A Complaint-Driven System: Puts Burden on Policyholders at Most Vulnerable Time
Currently, parity enforcement depends on individuals notifying regulators about potential violations and appealing coverage denials. Consumers must engage in a burdensome complaint-driven process to secure the coverage to which they are entitled. Often this is happening for parents and families while they are in a crisis with a loved one who is struggling with addiction, and when denial of care can be deadly.
"Getting clear, direct information from insurers is difficult," said Williams. "As for our family, we were not aware of the Parity Act. What became William's fatal overdose occurred four days after he was denied in-patient detox that was deemed 'not medically necessary.' Would obtaining parity intervention immediately upon his denial have resulted in a lifesaving admission within four days? Could a complaint have been successfully resolved in that short time? We'll never know."

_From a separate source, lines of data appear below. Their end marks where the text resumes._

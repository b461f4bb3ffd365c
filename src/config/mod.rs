use once_cell::sync::Lazy;
use serde::{Deserialize, Serialize};
use std::env;

/// Upper bound for `token_leeway_secs`; larger values are clamped
pub const MAX_TOKEN_LEEWAY_SECS: i64 = 24 * 60 * 60;

#[derive(Debug, Clone, Serialize, Deserialize)]
pub struct ClientConfig {
    pub environment: Environment,
    pub api: ApiConfig,
    pub auth: AuthConfig,
    pub transport: TransportConfig,
}

#[derive(Debug, Clone, Copy, PartialEq, Eq, Serialize, Deserialize)]
pub enum Environment {
    Development,
    Staging,
    Production,
}

#[derive(Debug, Clone, Serialize, Deserialize)]
pub struct ApiConfig {
    /// Base origin every request path is joined to
    pub base_url: String,
    /// Tenant used when the caller does not name one
    pub default_tenant: Option<String>,
}

#[derive(Debug, Clone, Serialize, Deserialize)]
pub struct AuthConfig {
    /// Fixed bearer token; takes precedence over the refresh flow
    pub access_token: Option<String>,
    pub refresh_token: Option<String>,
    pub refresh_path: String,
    pub token_leeway_secs: i64,
}

#[derive(Debug, Clone, Serialize, Deserialize)]
pub struct TransportConfig {
    pub user_agent: String,
    /// Applies to connection setup only; whole-request timeouts are the caller's
    pub connect_timeout_secs: Option<u64>,
}

impl ClientConfig {
    pub fn from_env() -> Self {
        // Load .env if present so local runs pick up STUDIO_API_URL and tokens
        let _ = dotenvy::dotenv();

        let environment = match env::var("APP_ENV").as_deref() {
            Ok("production") | Ok("prod") => Environment::Production,
            Ok("staging") | Ok("stage") => Environment::Staging,
            _ => Environment::Development,
        };

        // Set defaults based on environment, then override with specific env vars
        match environment {
            Environment::Production => Self::production(),
            Environment::Staging => Self::staging(),
            Environment::Development => Self::development(),
        }
        .with_env_overrides(|key| env::var(key).ok())
    }

    /// Apply `STUDIO_*` overrides read through `lookup`
    pub fn with_env_overrides<F>(mut self, lookup: F) -> Self
    where
        F: Fn(&str) -> Option<String>,
    {
        // API overrides
        if let Some(v) = lookup("STUDIO_API_URL") {
            self.api.base_url = v;
        }
        if let Some(v) = lookup("STUDIO_TENANT") {
            self.api.default_tenant = non_empty(v);
        }

        // Auth overrides
        if let Some(v) = lookup("STUDIO_API_TOKEN") {
            self.auth.access_token = non_empty(v);
        }
        if let Some(v) = lookup("STUDIO_REFRESH_TOKEN") {
            self.auth.refresh_token = non_empty(v);
        }
        if let Some(v) = lookup("STUDIO_REFRESH_PATH") {
            self.auth.refresh_path = v;
        }
        if let Some(v) = lookup("STUDIO_TOKEN_LEEWAY_SECS") {
            if let Ok(secs) = v.trim().parse::<i64>() {
                self.auth.token_leeway_secs = secs.clamp(0, MAX_TOKEN_LEEWAY_SECS);
            }
        }

        // Transport overrides
        if let Some(v) = lookup("STUDIO_USER_AGENT") {
            self.transport.user_agent = v;
        }
        if let Some(v) = lookup("STUDIO_CONNECT_TIMEOUT_SECS") {
            self.transport.connect_timeout_secs = v.parse().ok();
        }

        self
    }

    fn base(environment: Environment, base_url: &str) -> Self {
        Self {
            environment,
            api: ApiConfig {
                base_url: base_url.to_string(),
                default_tenant: None,
            },
            auth: AuthConfig {
                access_token: None,
                refresh_token: None,
                refresh_path: "/auth/refresh".to_string(),
                token_leeway_secs: 30,
            },
            transport: TransportConfig {
                user_agent: format!("studio-api-client/{}", env!("CARGO_PKG_VERSION")),
                connect_timeout_secs: Some(10),
            },
        }
    }

    pub fn development() -> Self {
        Self::base(Environment::Development, "http://localhost:8787")
    }

    pub fn staging() -> Self {
        Self::base(Environment::Staging, "https://api.staging.studio.example.com")
    }

    pub fn production() -> Self {
        let mut config = Self::base(Environment::Production, "https://api.studio.example.com");
        config.auth.token_leeway_secs = 60;
        config.transport.connect_timeout_secs = Some(5);
        config
    }

    pub fn connect_timeout(&self) -> Option<std::time::Duration> {
        self.transport
            .connect_timeout_secs
            .map(std::time::Duration::from_secs)
    }
}

impl AuthConfig {
    /// How long before expiry a cached token counts as stale
    pub fn token_leeway(&self) -> chrono::Duration {
        chrono::Duration::seconds(self.token_leeway_secs.clamp(0, MAX_TOKEN_LEEWAY_SECS))
    }
}

fn non_empty(value: String) -> Option<String> {
    let trimmed = value.trim();
    if trimmed.is_empty() {
        None
    } else {
        Some(trimmed.to_string())
    }
}

// Global singleton config - initialized once on first use
pub static CONFIG: Lazy<ClientConfig> = Lazy::new(ClientConfig::from_env);

// Convenience function for accessing config
pub fn config() -> &'static ClientConfig {
    &CONFIG
}
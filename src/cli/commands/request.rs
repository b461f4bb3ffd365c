use std::time::Duration;

use clap::Args;

use crate::cli::utils::{output_failure, output_payload};
use crate::cli::{resolve_tenant, OutputFormat};
use crate::client::ApiClient;
use crate::config::ClientConfig;
use crate::request::{Method, RequestOptions};
use crate::retry::{run_with_retry, RetryPolicy};
use crate::transport::cancellation;

#[derive(Args, Debug)]
pub struct RequestArgs {
    #[arg(help = "HTTP method (GET, POST, PUT, PATCH, DELETE)")]
    pub method: Method,

    #[arg(help = "Path relative to the API base URL, e.g. /courses")]
    pub path: String,

    #[arg(long, help = "Tenant slug (defaults to STUDIO_TENANT)")]
    pub tenant: Option<String>,

    #[arg(long, short = 'd', help = "JSON request body")]
    pub data: Option<String>,

    #[arg(long = "header", short = 'H', help = "Extra header as 'Name: value' (repeatable)")]
    pub headers: Vec<String>,

    #[arg(long, default_value = "1", help = "Total attempts, retrying transient failures")]
    pub attempts: u32,

    #[arg(long, help = "Cancel each attempt after this many milliseconds")]
    pub timeout_ms: Option<u64>,
}

pub async fn handle(
    args: RequestArgs,
    client_config: &ClientConfig,
    output_format: OutputFormat,
) -> anyhow::Result<()> {
    let client = ApiClient::from_config(client_config)?;
    let tenant = resolve_tenant(args.tenant.clone(), client_config)?;

    if let Some(data) = &args.data {
        serde_json::from_str::<serde_json::Value>(data)
            .map_err(|e| anyhow::anyhow!("--data is not valid JSON: {}", e))?;
    }

    let mut options = RequestOptions::new().method(args.method);
    options.body = args.data.clone();
    options.tenant = tenant;
    for header in &args.headers {
        let (name, value) = parse_header(header)?;
        options = options.header(name, value);
    }

    // Surface programmer errors before any network round trip
    client.builder().build(&args.path, None, &options)?;

    let policy = RetryPolicy::with_attempts(args.attempts);
    let timeout = args.timeout_ms.map(Duration::from_millis);

    let result = run_with_retry(&policy, || {
        let client = client.clone();
        let options = options.clone();
        let path = args.path.clone();
        async move {
            let (handle, signal) = cancellation();
            let deadline = timeout.map(|after| handle.cancel_after(after));

            let outcome = match client.request(&path, options, Some(signal)).await {
                Ok(result) => result,
                // already validated above
                Err(e) => Err(crate::error::ApiFailure::transport(e.to_string())),
            };

            if let Some(deadline) = deadline {
                deadline.abort();
            }
            outcome
        }
    })
    .await;

    match result {
        Ok(payload) => output_payload(&output_format, &payload),
        Err(failure) => {
            output_failure(&output_format, &failure)?;
            Err(anyhow::anyhow!("request failed with status {}", failure.status))
        }
    }
}

fn parse_header(raw: &str) -> anyhow::Result<(String, String)> {
    let (name, value) = raw
        .split_once(':')
        .ok_or_else(|| anyhow::anyhow!("Header '{}' must look like 'Name: value'", raw))?;
    Ok((name.trim().to_string(), value.trim().to_string()))
}

#[cfg(test)]
mod tests {
    use super::*;

    #[test]
    fn test_parse_header() {
        assert_eq!(
            parse_header("X-Tenant-Slug: acme").unwrap(),
            ("X-Tenant-Slug".to_string(), "acme".to_string())
        );
        assert!(parse_header("no-colon").is_err());
    }
}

To achieve better compliance, the ASC is advocating for specific recommendations to shift the current enforcement framework from consumer complaints to prospective regulatory review. The ASC recommends that insurance regulators obtain a 'Parity Transparency and Compliance Report' from insurers documenting that they are responsive to the Parity Act's standards so that they may conduct comprehensive plan review prior to approval.
Specifically, the ASC recommends that:
* Plans should be required to submit their internal analyses to demonstrate that coverage is compliant with the Parity Act, including identification of all specific limitations on benefit scope or access to services, such as pre-authorization requirements or ''fail-first" policies.

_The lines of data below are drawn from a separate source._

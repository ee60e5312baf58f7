//! HTTP boundary errors.
//!
//! Every failure leaving the API is one of three kinds and renders as the
//! fixed envelope `{error, details?}`: bad input (400), a missing provider
//! key (500), or an upstream failure (500, with the provider's payload or
//! message attached as `details`). Transient and permanent upstream
//! failures are treated identically; nothing is retried.

use axum::Json;
use axum::http::StatusCode;
use axum::response::{IntoResponse, Response};
use serde_json::json;
use thiserror::Error;
use tracing::warn;

use crate::providers::UpstreamError;

/// An error a handler can return.
#[derive(Debug, Error)]
pub enum ApiError {
    /// Missing or invalid required input.
    #[error("{0}")]
    BadRequest(&'static str),

    /// A required provider API key is not configured.
    #[error("{0}")]
    Misconfigured(&'static str),

    /// An upstream call failed; `context` is the per-endpoint message the
    /// frontend displays.
    #[error("{context}")]
    Upstream {
        context: &'static str,
        source: UpstreamError,
    },
}

impl ApiError {
    /// Wrap an [`UpstreamError`] with an endpoint-specific message.
    pub fn upstream(context: &'static str) -> impl FnOnce(UpstreamError) -> Self {
        move |source| Self::Upstream { context, source }
    }
}

impl IntoResponse for ApiError {
    fn into_response(self) -> Response {
        let (status, body) = match &self {
            ApiError::BadRequest(message) => {
                (StatusCode::BAD_REQUEST, json!({ "error": message }))
            }
            ApiError::Misconfigured(message) => {
                warn!(error = %message, "request rejected: provider not configured");
                (StatusCode::INTERNAL_SERVER_ERROR, json!({ "error": message }))
            }
            ApiError::Upstream { context, source } => {
                warn!(
                    provider = source.provider,
                    status = ?source.status,
                    error = %source,
                    "upstream call failed"
                );
                (
                    StatusCode::INTERNAL_SERVER_ERROR,
                    json!({ "error": context, "details": source.details() }),
                )
            }
        };

        (status, Json(body)).into_response()
    }
}

#[cfg(test)]
mod tests {
    use super::*;

    #[test]
    fn test_bad_request_envelope() {
        let response = ApiError::BadRequest("Name and geo_json are required").into_response();

        assert_eq!(response.status(), StatusCode::BAD_REQUEST);
    }

    #[test]
    fn test_upstream_envelope_is_500() {
        let error = ApiError::upstream("Failed to fetch soil data")(UpstreamError::new(
            "agromonitoring",
            "connection refused",
        ));

        let response = error.into_response();

        assert_eq!(response.status(), StatusCode::INTERNAL_SERVER_ERROR);
    }
}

* As part of review for Parity compliance, Regulatory Agencies should evaluate the scope of prescription drug coverage for mental health and substance use disorder treatment and utilization management requirements.
* Regulatory Agencies should develop model contracts that fully describe substance use and mental health benefits, align standards with Parity Act requirements and inform consumers of their rights under the law.
* Regulatory Agencies should enhance the provider community's capacity to identify potential Parity Act violations and advocate for plan compliance in network adequacy and rate setting standards.
"Critical details about coverage and access to treatment are often missing from plan documents. It would be challenging - if not impossible - for an average consumer to know whether a plan violates the Parity Act," said Samuels. "Yet, the current system relies on consumers to report problems to insurance regulators. When regulators don't receive complaints, they assume the plans are in compliance. Our analysis reveals that most parity violations cannot be identified through consumer complaints nor can they be identified via form review. We need to shift our approach so that plans are demonstrating compliance BEFORE they are marketed to consumers. Regulators can and should demand this information."
This prospective regulatory review would relieve consumers of the nearly impossible burden of identifying Parity Act violations and asserting their right to care in the midst of a health crisis. In order to document the challenges that consumers have in accessing addiction treatment coverage and call for a systemic change in the enforcement framework, the Addiction Solutions Campaign is encouraging parents and families to sign a petition to help enforce the Parity Act.